**Data records**
//! Strategies for property-based testing of the element kernel.
use crate::element::CellType;
use ::proptest::prelude::*;
use nalgebra::Vector2;

/// Any Lagrange surface cell type.
pub fn lagrange_cell_type() -> impl Strategy<Value = CellType> {
    use CellType::*;
    prop_oneof![
        Just(Line2),
        Just(Line3),
        Just(Tri3),
        Just(Tri6),
        Just(Quad4),
        Just(Quad8),
        Just(Quad9)
    ]
}

/// A point in the closed reference domain of `cell`.
pub fn reference_point(cell: CellType) -> impl Strategy<Value = Vector2<f64>> {
    let unit = 0.0..=1.0;
    let range = -1.0..=1.0;
    if cell.is_triangle() {
        // Fold the unit square onto the triangle
        [unit.clone(), unit]
            .prop_map(|[x, y]| {
                if x + y > 1.0 {
                    Vector2::new(1.0 - x, 1.0 - y)
                } else {
                    Vector2::new(x, y)
                }
            })
            .boxed()
    } else if cell.parametric_dim() == 1 {
        range.prop_map(|x| Vector2::new(x, 0.0)).boxed()
    } else {
        [range.clone(), range].prop_map(|[x, y]| Vector2::new(x, y)).boxed()
    }
}

/// A cell type together with a point in its reference domain.
pub fn lagrange_cell_and_point() -> impl Strategy<Value = (CellType, Vector2<f64>)> {
    lagrange_cell_type().prop_flat_map(|cell| (Just(cell), reference_point(cell)))
}
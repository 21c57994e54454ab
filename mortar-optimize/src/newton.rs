use crate::calculus::DifferentiableVectorFunction;
use log::trace;
use mortar_traits::Real;
use nalgebra::{DVectorView, DVectorViewMut};
use std::error::Error;
use std::fmt;
use std::fmt::Display;

#[derive(Debug, Copy, Clone, PartialEq, Eq)]
pub struct NewtonSettings<T> {
    pub max_iterations: Option<usize>,
    pub tolerance: T,
}

#[derive(Debug)]
pub enum NewtonError {
    /// The procedure failed because the maximum number of iterations was reached.
    MaximumIterationsReached(usize),
    /// The procedure failed because solving the Jacobian system failed.
    JacobianError(Box<dyn Error + Send + Sync>),
}

impl Display for NewtonError {
    fn fmt(&self, f: &mut fmt::Formatter<'_>) -> Result<(), fmt::Error> {
        match self {
            &NewtonError::MaximumIterationsReached(maxit) => {
                write!(f, "Failed to converge within maximum number of iterations ({}).", maxit)
            }
            &NewtonError::JacobianError(ref err) => {
                write!(f, "Failed to solve Jacobian system. Error: {}", err)
            }
        }
    }
}

impl Error for NewtonError {}

/// Attempts to solve the non-linear equation F(u) = 0.
///
/// No heap allocation is performed. The solution is said to have converged if
/// ```|F(u)|_2 <= tolerance```.
///
/// If successful, returns the number of iterations performed. On failure, `x` holds the last
/// iterate.
pub fn newton<'a, T, F>(
    mut function: F,
    x: impl Into<DVectorViewMut<'a, T>>,
    f: impl Into<DVectorViewMut<'a, T>>,
    dx: impl Into<DVectorViewMut<'a, T>>,
    settings: NewtonSettings<T>,
) -> Result<usize, NewtonError>
where
    T: Real,
    F: DifferentiableVectorFunction<T>,
{
    let mut x = x.into();
    let mut f = f.into();
    let mut minus_dx = dx.into();

    assert_eq!(x.nrows(), f.nrows());
    assert_eq!(minus_dx.nrows(), f.nrows());

    function.eval_into(&mut f, &DVectorView::from(&x));

    let mut iter = 0;

    while f.norm() > settings.tolerance {
        if settings
            .max_iterations
            .map(|max_iter| iter == max_iter)
            .unwrap_or(false)
        {
            return Err(NewtonError::MaximumIterationsReached(iter));
        }

        // Solve the system J dx = -f   <=>   J (-dx) = f
        function
            .solve_jacobian_system(&mut minus_dx, &DVectorView::from(&x), &DVectorView::from(&f))
            .map_err(NewtonError::JacobianError)?;

        x -= &minus_dx;
        function.eval_into(&mut f, &DVectorView::from(&x));
        trace!("Newton residual at iter {}: {}", iter, f.norm());
        iter += 1;
    }

    Ok(iter)
}
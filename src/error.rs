//! Error type shared by all stages of the mortar evaluation.
use std::error::Error;
use std::fmt;
use std::fmt::Display;

/// Library-wide error type.
///
/// Non-convergence of a single projection is not an error: it is reported as an infeasible
/// projection. The overlap detection turns it into [`Integration`](Self::Integration) where the
/// overlap cannot be built without it.
#[derive(Debug, Clone, PartialEq)]
#[non_exhaustive]
pub enum MortarError {
    /// A precondition on the given element was violated.
    Usage { element: usize, message: String },
    /// The configuration is contradictory or unsupported for the problem at hand.
    Configuration(String),
    /// A recognised flag that is deliberately not supported.
    UnsupportedFlag(&'static str),
    /// An invariant of the segment integration was violated on the given slave element.
    Integration { element: usize, message: String },
    /// The biorthogonality system of the given slave element could not be inverted.
    SingularMatrix { element: usize },
    /// No quadrature rule is available for the requested cell.
    Quadrature(mortar_quadrature::Error),
}

impl MortarError {
    pub(crate) fn usage(element: usize, message: impl Into<String>) -> Self {
        Self::Usage {
            element,
            message: message.into(),
        }
    }

    pub(crate) fn integration(element: usize, message: impl Into<String>) -> Self {
        Self::Integration {
            element,
            message: message.into(),
        }
    }
}

impl Display for MortarError {
    fn fmt(&self, f: &mut fmt::Formatter<'_>) -> fmt::Result {
        match self {
            Self::Usage { element, message } => write!(f, "Invalid usage on element {}: {}", element, message),
            Self::Configuration(message) => write!(f, "Invalid configuration: {}", message),
            Self::UnsupportedFlag(flag) => write!(f, "The flag `{}` is not supported.", flag),
            Self::Integration { element, message } => {
                write!(f, "Integration failed on slave element {}: {}", element, message)
            }
            Self::SingularMatrix { element } => write!(
                f,
                "Biorthogonality system of slave element {} is singular.",
                element
            ),
            Self::Quadrature(err) => write!(f, "Quadrature error: {}", err),
        }
    }
}

impl Error for MortarError {
    fn source(&self) -> Option<&(dyn Error + 'static)> {
        match self {
            Self::Quadrature(err) => Some(err),
            _ => None,
        }
    }
}

impl From<mortar_quadrature::Error> for MortarError {
    fn from(err: mortar_quadrature::Error) -> Self {
        Self::Quadrature(err)
    }
}
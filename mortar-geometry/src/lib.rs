//! Planar geometry used to segment mortar interfaces.
//!
//! All routines operate in a two-dimensional parameter space, typically the reference domain
//! of a slave surface element.

pub mod clip;
pub mod polygon;

#[cfg(feature = "proptest")]
pub mod proptest_strategies;

pub use clip::*;
pub use polygon::*;

#[derive(Debug, Copy, Clone, PartialEq, Eq, Hash)]
pub enum Orientation {
    Clockwise,
    Counterclockwise,
}
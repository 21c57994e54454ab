//! Mortar coupling of non-matching surface meshes.
//!
//! The crate evaluates the discrete mortar operators of a slave/master interface: the slave
//! matrix `D`, the mortar matrix `M`, the weighted gap and, in contact mode, weighted contact
//! pressures and tractions, all together with their directional derivatives with respect to the
//! nodal coordinates.
//!
//! The evaluation proceeds element by element on the slave side:
//!
//! - [`element`]: shape functions and geometry of surface elements,
//! - [`projector`]: projection of points onto elements along the interpolated nodal normal,
//! - [`overlap`]: segmentation of slave/master pairs into integration cells,
//! - [`dual`]: biorthogonal Lagrange multiplier bases,
//! - [`integrate`]: numerical integration of the operators on the cells,
//! - [`coupling`]: the [`Interface`](coupling::Interface) driving the above,
//! - [`assembly`]: summation of element contributions into global sparse operators.

pub mod assembly;
pub mod config;
pub mod contact;
pub mod coupling;
pub mod dual;
pub mod element;
pub mod error;
pub mod integrate;
pub mod mesh;
pub mod overlap;
pub mod paired;
pub mod projector;
pub mod quadrature;

#[cfg(feature = "proptest")]
pub mod proptest;

pub mod geometry {
    pub use mortar_geometry::*;
}

pub mod optimize {
    pub use mortar_optimize::*;
}

pub use mortar_traits::Real;

pub extern crate nalgebra;
pub extern crate nalgebra_sparse;
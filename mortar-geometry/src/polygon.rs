use crate::Orientation;
use itertools::Itertools;
use mortar_traits::Real;
use nalgebra::{Point2, Scalar, Vector2};
use numeric_literals::replace_float_literals;

/// A simple polygon in the plane, given by its vertices in order.
#[derive(Clone, Debug, PartialEq, Eq)]
pub struct SimplePolygon2d<T: Scalar> {
    vertices: Vec<Point2<T>>,
}

/// Two-dimensional cross product (z-component of the 3D cross product).
pub fn cross2<T: Real>(a: &Vector2<T>, b: &Vector2<T>) -> T {
    a.x * b.y - a.y * b.x
}

impl<T: Scalar> SimplePolygon2d<T> {
    pub fn from_vertices(vertices: Vec<Point2<T>>) -> Self {
        Self { vertices }
    }

    pub fn vertices(&self) -> &[Point2<T>] {
        &self.vertices
    }

    pub fn into_vertices(self) -> Vec<Point2<T>> {
        self.vertices
    }

    pub fn num_vertices(&self) -> usize {
        self.vertices.len()
    }
}

impl<T: Real> SimplePolygon2d<T> {
    /// Computes the signed area of the polygon.
    ///
    /// Positive for counter-clockwise orientation, negative for clockwise.
    #[replace_float_literals(T::from_f64(literal).expect("Literal must fit in T"))]
    pub fn signed_area(&self) -> T {
        // Shoelace formula, i.e. Green's theorem applied edge by edge
        let mut area = T::zero();
        for (a, b) in self.vertices.iter().circular_tuple_windows() {
            area += (b.y - a.y) * (b.x + a.x);
        }
        area * 0.5
    }

    pub fn area(&self) -> T {
        self.signed_area().abs()
    }

    pub fn orientation(&self) -> Orientation {
        if self.signed_area() > T::zero() {
            Orientation::Counterclockwise
        } else {
            Orientation::Clockwise
        }
    }

    /// Returns the polygon with counter-clockwise orientation, together with the permutation
    /// mapping new vertex positions to the original vertex indices.
    pub fn to_counterclockwise(&self) -> (Self, Vec<usize>) {
        let n = self.vertices.len();
        match self.orientation() {
            Orientation::Counterclockwise => (self.clone(), (0..n).collect()),
            Orientation::Clockwise => {
                let permutation: Vec<usize> = (0..n).rev().collect();
                let vertices = permutation.iter().map(|&i| self.vertices[i]).collect();
                (Self::from_vertices(vertices), permutation)
            }
        }
    }

    /// Determines whether the polygon is convex and counter-clockwise oriented.
    ///
    /// Every pair of consecutive edges must turn left, up to the given tolerance on the
    /// two-dimensional cross product. Polygons with fewer than three vertices are not convex.
    pub fn is_convex_counterclockwise(&self, tol: T) -> bool {
        if self.vertices.len() < 3 {
            return false;
        }
        self.vertices
            .iter()
            .circular_tuple_windows()
            .all(|(a, b, c)| cross2(&(b - a), &(c - b)) >= -tol)
            && self.signed_area() > T::zero()
    }

    /// The arithmetic mean of the vertices.
    pub fn vertex_average(&self) -> Point2<T> {
        let n: T = nalgebra::convert(self.vertices.len() as f64);
        let sum = self
            .vertices
            .iter()
            .fold(Vector2::zeros(), |acc, v| acc + v.coords);
        Point2::from(sum / n)
    }
}

/// Signed area of the triangle `abc`, positive if counter-clockwise.
#[replace_float_literals(T::from_f64(literal).expect("Literal must fit in T"))]
pub fn triangle_signed_area<T: Real>(a: &Point2<T>, b: &Point2<T>, c: &Point2<T>) -> T {
    0.5 * cross2(&(b - a), &(c - a))
}
//! Quadrature rules for the reference square `[-1, 1]^2` formed as tensor products of 1D rules.

use crate::univariate::gauss;
use crate::Rule;

/// A Gauss quadrature rule for the reference quadrilateral.
///
/// The rule is constructed as a tensor product from 1D rules, with the provided number of
/// points per dimension.
pub fn quadrilateral_gauss(num_points_per_dim: usize) -> Rule<2> {
    tensor_product(&gauss(num_points_per_dim))
}

/// Tensor product of a 1D rule with itself.
///
/// The first coordinate varies slowest.
pub fn tensor_product(rule: &Rule<1>) -> Rule<2> {
    let (weights1d, points1d) = rule;
    let n = weights1d.len();
    let mut weights2d = Vec::with_capacity(n * n);
    let mut points2d = Vec::with_capacity(n * n);

    let rule1d_iter = || weights1d.iter().zip(points1d);

    for (&wx, &[x]) in rule1d_iter() {
        for (&wy, &[y]) in rule1d_iter() {
            weights2d.push(wx * wy);
            points2d.push([x, y]);
        }
    }

    (weights2d, points2d)
}
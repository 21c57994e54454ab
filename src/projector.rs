//! Projection of points onto opposing elements.
//!
//! A point `p` is projected onto an element `E` along the interpolated nodal normal field of `E`
//! by solving
//!
//! ```text
//! F(xi, alpha) = x_E(xi) + alpha * n_E(xi) - p = 0
//! ```
//!
//! for the parametric foot point `xi` and the distance parameter `alpha` with Newton's method,
//! where `n_E = sum_k N_k n_k` is the unnormalised interpolation of the nodal normals. The
//! iteration starts at the centre of the reference domain with `alpha = 0`.
use crate::config::CoreConfig;
use crate::element::ElementView;
use crate::error::MortarError;
use crate::paired::PairedVector;
use log::{debug, trace};
use mortar_optimize::calculus::{DifferentiableVectorFunction, VectorFunction};
use mortar_optimize::newton::{newton, NewtonSettings};
use mortar_traits::Real;
use nalgebra::{DMatrix, DVector, DVectorView, DVectorViewMut, Scalar, Vector2, Vector3};
use std::error::Error;

/// Result of projecting a single point.
#[derive(Debug, Copy, Clone, PartialEq)]
pub struct Projection<T: Scalar> {
    /// Parametric foot point on the target element.
    pub xi: Vector2<T>,
    pub alpha: T,
    pub converged: bool,
    /// Converged and inside the reference domain enlarged by the projection tolerance.
    pub feasible: bool,
    /// Converged and inside the reference domain enlarged by the exact projection limit.
    pub exact: bool,
}

impl<T: Real> Projection<T> {
    fn failed(xi: Vector2<T>) -> Self {
        Self {
            xi,
            alpha: T::zero(),
            converged: false,
            feasible: false,
            exact: false,
        }
    }
}

/// Whether the outward normals at the element centres point against each other.
///
/// Pairs failing this check are never projected.
pub fn orientation_compatible<T: Real>(slave: &ElementView<T>, master: &ElementView<T>) -> bool {
    slave.centre_normal().dot(&master.centre_normal()) < T::zero()
}

/// Residual and Jacobian of the projection equations, with unknowns `(xi, [eta,] alpha)`.
struct ProjectionFunction<'a, T: Real> {
    target: ElementView<'a, T>,
    point: Vector3<T>,
}

impl<'a, T: Real> ProjectionFunction<'a, T> {
    fn pdim(&self) -> usize {
        self.target.cell().parametric_dim()
    }

    fn unpack(&self, x: &DVectorView<T>) -> (Vector2<T>, T) {
        let pdim = self.pdim();
        let xi = if pdim == 1 {
            Vector2::new(x[0], T::zero())
        } else {
            Vector2::new(x[0], x[1])
        };
        (xi, x[pdim])
    }
}

/// Jacobian of `F` with respect to `(xi, [eta,] alpha)` at the given point.
fn projection_jacobian<T: Real>(target: &ElementView<T>, xi: &Vector2<T>, alpha: T) -> DMatrix<T> {
    let dim = target.dim();
    let pdim = target.cell().parametric_dim();
    let sf = target.shape(xi);
    let tangents = target.tangents(&sf);
    let normal_derivs = target.nodal_normal_field_xi_deriv(&sf);
    let normal = target.nodal_normal_field(&sf);
    let mut jacobian = DMatrix::zeros(dim, dim);
    for a in 0..pdim {
        let column = tangents[a] + normal_derivs[a] * alpha;
        jacobian.column_mut(a).copy_from(&column.rows(0, dim));
    }
    jacobian.column_mut(pdim).copy_from(&normal.rows(0, dim));
    jacobian
}

impl<'a, T: Real> VectorFunction<T> for ProjectionFunction<'a, T> {
    fn dimension(&self) -> usize {
        self.target.dim()
    }

    fn eval_into(&mut self, f: &mut DVectorViewMut<T>, x: &DVectorView<T>) {
        let (xi, alpha) = self.unpack(x);
        let sf = self.target.shape(&xi);
        let residual = self.target.position(&sf) + self.target.nodal_normal_field(&sf) * alpha - self.point;
        let dim = self.dimension();
        f.copy_from(&residual.rows(0, dim));
    }
}

impl<'a, T: Real> DifferentiableVectorFunction<T> for ProjectionFunction<'a, T> {
    fn solve_jacobian_system(
        &mut self,
        sol: &mut DVectorViewMut<T>,
        x: &DVectorView<T>,
        rhs: &DVectorView<T>,
    ) -> Result<(), Box<dyn Error + Send + Sync>> {
        let (xi, alpha) = self.unpack(x);
        let jacobian = projection_jacobian(&self.target, &xi, alpha);
        let solution = jacobian
            .lu()
            .solve(rhs)
            .ok_or("singular projection Jacobian")?;
        sol.copy_from(&solution);
        Ok(())
    }
}

/// Projects `point` onto `target` along the nodal normal field of `target`.
///
/// Non-convergence is not an error: the returned projection is then marked infeasible.
pub fn project_point<T: Real>(target: &ElementView<T>, point: &Vector3<T>, config: &CoreConfig) -> Projection<T> {
    let dim = target.dim();
    let pdim = target.cell().parametric_dim();
    let centre = target.cell().centre::<T>();

    let mut x = DVector::zeros(dim);
    x[0] = centre.x;
    if pdim == 2 {
        x[1] = centre.y;
    }
    let mut f = DVector::zeros(dim);
    let mut dx = DVector::zeros(dim);
    let settings = NewtonSettings {
        max_iterations: Some(config.newton_max_iterations),
        tolerance: nalgebra::convert(config.newton_tolerance),
    };
    let function = ProjectionFunction {
        target: *target,
        point: *point,
    };
    let xi = |x: &DVector<T>| if pdim == 1 { Vector2::new(x[0], T::zero()) } else { Vector2::new(x[0], x[1]) };

    match newton(function, &mut x, &mut f, &mut dx, settings) {
        Ok(iterations) => {
            let xi = xi(&x);
            let cell = target.cell();
            let projection = Projection {
                xi,
                alpha: x[pdim],
                converged: true,
                feasible: cell.is_inside(&xi, nalgebra::convert(config.projection_tolerance)),
                exact: cell.is_inside(&xi, nalgebra::convert(config.exact_projection_limit)),
            };
            trace!(
                "Projected onto element {} in {} iterations: xi = {:?}, feasible = {}",
                target.id(),
                iterations,
                projection.xi,
                projection.feasible
            );
            projection
        }
        Err(err) => {
            debug!("Projection onto element {} did not converge: {}", target.id(), err);
            Projection::failed(xi(&x))
        }
    }
}

/// Directional derivative of the foot point of a converged projection.
///
/// `point_deriv` is the directional derivative of the projected point. The result is keyed by
/// the coordinate DOFs of the target element and those of `point_deriv`.
pub fn projection_deriv<T: Real>(
    target: &ElementView<T>,
    projection: &Projection<T>,
    point_deriv: &PairedVector<Vector3<T>>,
) -> Result<PairedVector<Vector2<T>>, MortarError> {
    let dim = target.dim();
    let pdim = target.cell().parametric_dim();
    let sf = target.shape(&projection.xi);

    let mut residual_deriv = target.position_deriv(&sf);
    residual_deriv.add_scaled(&target.nodal_normal_field_deriv(&sf), projection.alpha);
    residual_deriv.add_scaled(point_deriv, -T::one());

    let inverse = projection_jacobian(target, &projection.xi, projection.alpha)
        .try_inverse()
        .ok_or_else(|| MortarError::integration(target.id(), "singular projection Jacobian"))?;

    Ok(residual_deriv.map(|df| {
        let solution = -(&inverse * df.rows(0, dim));
        if pdim == 1 {
            Vector2::new(solution[0], T::zero())
        } else {
            Vector2::new(solution[0], solution[1])
        }
    }))
}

**Task goal**
Return only the stretch of the material above from the line holding "negative for clockwise." through the line holding "with the permutation", copied exactly.

**Task result**
    /// Positive for counter-clockwise orientation, negative for clockwise.
    #[replace_float_literals(T::from_f64(literal).expect("Literal must fit in T"))]
    pub fn signed_area(&self) -> T {
        // Shoelace formula, i.e. Green's theorem applied edge by edge
        let mut area = T::zero();
        for (a, b) in self.vertices.iter().circular_tuple_windows() {
            area += (b.y - a.y) * (b.x + a.x);
        }
        area * 0.5
    }

    pub fn area(&self) -> T {
        self.signed_area().abs()
    }

    pub fn orientation(&self) -> Orientation {
        if self.signed_area() > T::zero() {
            Orientation::Counterclockwise
        } else {
            Orientation::Clockwise
        }
    }

    /// Returns the polygon with counter-clockwise orientation, together with the permutation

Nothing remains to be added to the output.